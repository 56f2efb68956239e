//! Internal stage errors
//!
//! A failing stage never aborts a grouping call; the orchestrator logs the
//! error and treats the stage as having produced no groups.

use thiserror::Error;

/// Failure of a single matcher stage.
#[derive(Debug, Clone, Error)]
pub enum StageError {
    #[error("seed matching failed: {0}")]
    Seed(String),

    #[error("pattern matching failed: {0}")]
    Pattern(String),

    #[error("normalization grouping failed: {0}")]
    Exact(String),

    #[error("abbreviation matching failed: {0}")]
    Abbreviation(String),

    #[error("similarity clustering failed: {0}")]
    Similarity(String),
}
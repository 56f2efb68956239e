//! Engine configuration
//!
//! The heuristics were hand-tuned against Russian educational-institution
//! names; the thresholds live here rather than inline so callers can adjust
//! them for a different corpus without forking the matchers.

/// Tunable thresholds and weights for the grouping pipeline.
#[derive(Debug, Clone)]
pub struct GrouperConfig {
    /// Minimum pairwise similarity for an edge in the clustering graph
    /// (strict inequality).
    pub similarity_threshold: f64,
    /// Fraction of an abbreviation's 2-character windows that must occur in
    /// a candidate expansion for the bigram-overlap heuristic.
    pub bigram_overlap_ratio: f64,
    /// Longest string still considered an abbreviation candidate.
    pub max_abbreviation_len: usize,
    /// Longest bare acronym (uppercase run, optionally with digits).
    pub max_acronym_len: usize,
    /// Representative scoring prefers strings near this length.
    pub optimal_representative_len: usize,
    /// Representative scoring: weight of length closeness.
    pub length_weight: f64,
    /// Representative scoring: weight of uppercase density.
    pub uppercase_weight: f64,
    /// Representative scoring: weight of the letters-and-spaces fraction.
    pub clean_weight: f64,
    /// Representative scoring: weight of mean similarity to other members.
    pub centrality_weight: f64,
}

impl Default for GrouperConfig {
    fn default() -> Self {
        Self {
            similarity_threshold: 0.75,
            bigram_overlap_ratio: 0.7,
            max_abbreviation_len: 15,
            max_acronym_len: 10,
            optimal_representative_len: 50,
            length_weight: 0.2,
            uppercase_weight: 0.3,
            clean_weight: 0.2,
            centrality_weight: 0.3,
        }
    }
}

▬▬▬▬▬▬▬▬▬▬

▶ _ASSIGNED TASK_: Copy out each line of the data that includes the string "clustering".

▶ _YOUR RESPONSE_:
    #[error("similarity clustering failed: {0}")]
    /// Minimum pairwise similarity for an edge in the clustering graph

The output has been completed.